The latest to join the bandwagon is Green Ventures International, with its $300 million India Carbon Fund I.
 
The fund happens to be the first of its kind in India. It will buy CERs (carbon emission reductions) or carbon credits from companies operating under CDM (clean development mechanism) and then sell them to buyers in Europe.
 
On the other hand, most green funds generally invest in clean-tech companies. The fund has a five-year duration and the LPs (limited partners in the fund) are mostly institutional investors and fund of funds (FoFs) from the US.
 
The Indian LPs have not been roped in, according to Vinay Bharthwaj, director, Green Ventures India, as "there is hardly any awareness in India about such funds and the carbon credit market. So it is better to have informed investors".
 
However, the fund is in talks with some well-known wealth management companies in India for future investments.
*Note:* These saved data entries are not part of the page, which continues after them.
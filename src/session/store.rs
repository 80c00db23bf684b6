//! Mounted widget instances and their store.

use std::collections::HashMap;
use std::sync::{Arc, PoisonError, RwLock};
use std::time::Duration;

use chrono::{DateTime, Utc};
use uuid::Uuid;

use crate::chat::{ChatPersona, ChatWidget};

/// Idle time after which a widget is considered unmounted (30 minutes).
pub const DEFAULT_IDLE_TIMEOUT: Duration = Duration::from_secs(30 * 60);

/// Shared handle to one mounted chat widget.
///
/// Cloning the handle shares the widget. A handle keeps working after its
/// widget is unmounted, so a request that was in flight at that point still
/// resolves into the (now unreachable) widget.
#[derive(Debug, Clone)]
pub struct WidgetHandle {
    inner: Arc<WidgetInner>,
}

#[derive(Debug)]
struct WidgetInner {
    id: String,
    widget: RwLock<ChatWidget>,
    last_activity: RwLock<DateTime<Utc>>,
}

impl WidgetHandle {
    fn new(id: String, widget: ChatWidget) -> Self {
        let now = Utc::now();
        Self {
            inner: Arc::new(WidgetInner {
                id,
                widget: RwLock::new(widget),
                last_activity: RwLock::new(now),
            }),
        }
    }

    /// Widget id.
    #[must_use]
    pub fn id(&self) -> &str {
        &self.inner.id
    }

    /// Run `f` with shared access to the widget.
    pub fn read<R>(&self, f: impl FnOnce(&ChatWidget) -> R) -> R {
        let guard = self
            .inner
            .widget
            .read()
            .unwrap_or_else(PoisonError::into_inner);
        f(&guard)
    }

    /// Run `f` with exclusive access to the widget and record activity.
    ///
    /// The lock is released when `f` returns; never await inside it.
    pub fn update<R>(&self, f: impl FnOnce(&mut ChatWidget) -> R) -> R {
        let result = {
            let mut guard = self
                .inner
                .widget
                .write()
                .unwrap_or_else(PoisonError::into_inner);
            f(&mut guard)
        };
        self.touch();
        result
    }

    /// Whether the widget has been inactive longer than `timeout`.
    #[must_use]
    pub fn is_idle(&self, timeout: Duration) -> bool {
        let last = *self
            .inner
            .last_activity
            .read()
            .unwrap_or_else(PoisonError::into_inner);
        // negative elapsed time (clock skew) counts as active
        (Utc::now() - last)
            .to_std()
            .is_ok_and(|elapsed| elapsed > timeout)
    }

    fn touch(&self) {
        let mut guard = self
            .inner
            .last_activity
            .write()
            .unwrap_or_else(PoisonError::into_inner);
        *guard = Utc::now();
    }
}

/// Thread-safe store of mounted widgets, keyed by widget id.
#[derive(Debug, Clone)]
pub struct WidgetStore {
    inner: Arc<WidgetStoreInner>,
}

#[derive(Debug)]
struct WidgetStoreInner {
    widgets: RwLock<HashMap<String, WidgetHandle>>,
    persona: ChatPersona,
}

impl WidgetStore {
    /// Create an empty store whose widgets use `persona`.
    #[must_use]
    pub fn new(persona: ChatPersona) -> Self {
        Self {
            inner: Arc::new(WidgetStoreInner {
                widgets: RwLock::new(HashMap::new()),
                persona,
            }),
        }
    }

    /// Mount a fresh widget with an empty transcript.
    #[must_use]
    pub fn mount(&self) -> WidgetHandle {
        let id = Uuid::new_v4().to_string();
        let handle = WidgetHandle::new(id.clone(), ChatWidget::new(self.inner.persona.clone()));
        self.widgets_mut().insert(id, handle.clone());

        tracing::debug!(name: "widget.mounted", widget_id = %handle.id(), "Chat widget mounted");
        handle
    }

    /// Look up a widget, mounting a fresh one under `id` if it is gone.
    ///
    /// Lets a page whose widget was unmounted behind its back (idle sweep,
    /// restored from the back/forward cache) keep talking to the same id.
    /// Only ids shaped like the ones [`mount`](Self::mount) hands out are
    /// re-mounted; anything else yields `None`.
    pub fn get_or_remount(&self, id: &str) -> Option<WidgetHandle> {
        if let Some(handle) = self.get(id) {
            return Some(handle);
        }
        let id = Uuid::parse_str(id).ok()?.to_string();

        let mut widgets = self.widgets_mut();
        let handle = widgets
            .entry(id.clone())
            .or_insert_with(|| {
                WidgetHandle::new(id, ChatWidget::new(self.inner.persona.clone()))
            })
            .clone();

        tracing::info!(name: "widget.remounted", widget_id = %handle.id(), "Chat widget re-mounted");
        Some(handle)
    }

    /// Look up a mounted widget.
    #[must_use]
    pub fn get(&self, id: &str) -> Option<WidgetHandle> {
        self.inner
            .widgets
            .read()
            .unwrap_or_else(PoisonError::into_inner)
            .get(id)
            .cloned()
    }

    /// Unmount a widget. Returns `false` if it was not mounted.
    pub fn unmount(&self, id: &str) -> bool {
        let removed = self.widgets_mut().remove(id).is_some();
        if removed {
            tracing::debug!(name: "widget.unmounted", widget_id = %id, "Chat widget unmounted");
        }
        removed
    }

    /// Number of mounted widgets.
    #[must_use]
    pub fn len(&self) -> usize {
        self.inner
            .widgets
            .read()
            .unwrap_or_else(PoisonError::into_inner)
            .len()
    }

    /// Whether no widget is mounted.
    #[must_use]
    pub fn is_empty(&self) -> bool {
        self.len() == 0
    }

    /// Ids of all mounted widgets.
    #[must_use]
    pub fn ids(&self) -> Vec<String> {
        self.inner
            .widgets
            .read()
            .unwrap_or_else(PoisonError::into_inner)
            .keys()
            .cloned()
            .collect()
    }

    /// Unmount widgets idle longer than `timeout`.
    ///
    /// Returns the number of widgets removed.
    pub fn sweep_idle(&self, timeout: Duration) -> usize {
        let mut guard = self.widgets_mut();
        let before = guard.len();
        guard.retain(|_, handle| !handle.is_idle(timeout));
        before - guard.len()
    }

    fn widgets_mut(&self) -> std::sync::RwLockWriteGuard<'_, HashMap<String, WidgetHandle>> {
        self.inner
            .widgets
            .write()
            .unwrap_or_else(PoisonError::into_inner)
    }
}

#[cfg(test)]
mod tests {
    use super::*;
    use crate::chat::{ChatReply, Message};

    fn store() -> WidgetStore {
        WidgetStore::new(ChatPersona::new("sys", "fallback"))
    }

    #[test]
    fn test_widget_lifecycle() {
        let store = store();
        assert!(store.is_empty());

        let handle = store.mount();
        assert_eq!(store.len(), 1);
        assert_eq!(store.ids(), vec![handle.id().to_string()]);

        let retrieved = store.get(handle.id()).unwrap();
        assert_eq!(retrieved.id(), handle.id());

        assert!(store.unmount(handle.id()));
        assert!(!store.unmount(handle.id()));
        assert!(store.get(handle.id()).is_none());
    }

    #[test]
    fn test_remount_starts_empty() {
        let store = store();
        let first = store.mount();
        first.update(|w| {
            w.set_input("hello");
            w.begin_submit()
        });
        store.unmount(first.id());

        let second = store.mount();
        assert_ne!(first.id(), second.id());
        assert!(second.read(|w| w.messages().is_empty()));
    }

    #[test]
    fn test_handle_outlives_unmount() {
        let store = store();
        let handle = store.mount();
        handle.update(|w| {
            w.set_input("hi");
            w.begin_submit()
        });
        store.unmount(handle.id());

        handle.update(|w| {
            w.complete(Ok(ChatReply {
                message: "late".into(),
            }))
            .clone()
        });
        assert_eq!(
            handle.read(|w| w.messages().last().cloned()),
            Some(Message::assistant("late"))
        );
    }

    #[test]
    fn test_get_or_remount_revives_unmounted_id() {
        let store = WidgetStore::new(ChatPersona::new("sys", "fallback").with_welcome("hi"));
        let handle = store.mount();
        let id = handle.id().to_string();
        handle.update(|w| w.set_input("draft"));
        store.unmount(&id);

        let revived = store.get_or_remount(&id).unwrap();

        assert_eq!(revived.id(), id);
        assert_eq!(store.len(), 1);
        assert_eq!(revived.read(|w| w.messages().to_vec()), vec![Message::assistant("hi")]);
        assert_eq!(revived.read(|w| w.history().input().to_string()), "");
    }

    #[test]
    fn test_get_or_remount_keeps_live_widget() {
        let store = store();
        let handle = store.mount();
        handle.update(|w| w.set_input("draft"));

        let same = store.get_or_remount(handle.id()).unwrap();
        assert_eq!(same.read(|w| w.history().input().to_string()), "draft");
        assert_eq!(store.len(), 1);
    }

    #[test]
    fn test_get_or_remount_rejects_foreign_ids() {
        let store = store();
        assert!(store.get_or_remount("nope").is_none());
        assert!(store.is_empty());
    }

    #[test]
    fn test_sweep_idle() {
        let store = store();
        store.mount();
        store.mount();

        assert_eq!(store.sweep_idle(Duration::from_secs(60)), 0);
        assert_eq!(store.len(), 2);

        std::thread::sleep(Duration::from_millis(5));
        assert_eq!(store.sweep_idle(Duration::ZERO), 2);
        assert!(store.is_empty());
    }
}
It is expecting a return of 25 per cent from this fund and plans to launch another billion dollar fund focussed on the Indian market.
 
Green Ventures is an emissions commodity asset management company based in New York.
 
Apart from managing carbon funds, the company offers environmental engineering project advisory services to companies that have an interest in the financial and environmental benefits accrued by managing emissions.
 
The industrialised countries have to reduce their collective emissions of greenhouse gases between 2008 and 2012, under the Kyoto Protocol.
 
One of the ways of lowering emissions is by buying carbon credits from projects set up in developing countries.
 
A project is eligible to sell one credit if it reduces a tonne of greenhouse gas emission.
 
Carbon Credits, like any other financial instruments, are likely to be traded in the futures and spot market. Although the price of a carbon-credit would be dependent on the demand-supply situation, its value could range from 20 Euros to 100 Euros.
 
Green Ventures helps the project developers by providing consulting services in return for the right to purchase resulting CERs. It does the entire documentation for the project, besides getting UNFCC and host country approvals. In exchange for these services, Green Ventures becomes a partner and could sometimes even hold an equity stake in the project.
 
The investment management company recently bought a wind farm in Tirunelveli and is developing a hydro power project on the Indo-Nepal border. It is also exploring tie-ups with sugar and thermal power companies that have resorted to clean development.
 
Bharthwaj said, "The carbon credit market in India is too fragmented. India is losing out to China in terms of carbon credits generated annually because the latter is a government regulated market, whereas we have carbon brokers in India. There is lot of negotiation and bargaining, which weans off overseas buyers."
 
Though India has one of the largest CDM projects registered under UNFCC (United Nations Framework for Climate Change), 51 per cent have not been able to sell CERs. Moreover, the projects in India are small compared with China, thus generating lesser number of carbon credits.
 
The fund currently has a 15-member team consisting of environmental engineers and MBAs scouting for suitable projects.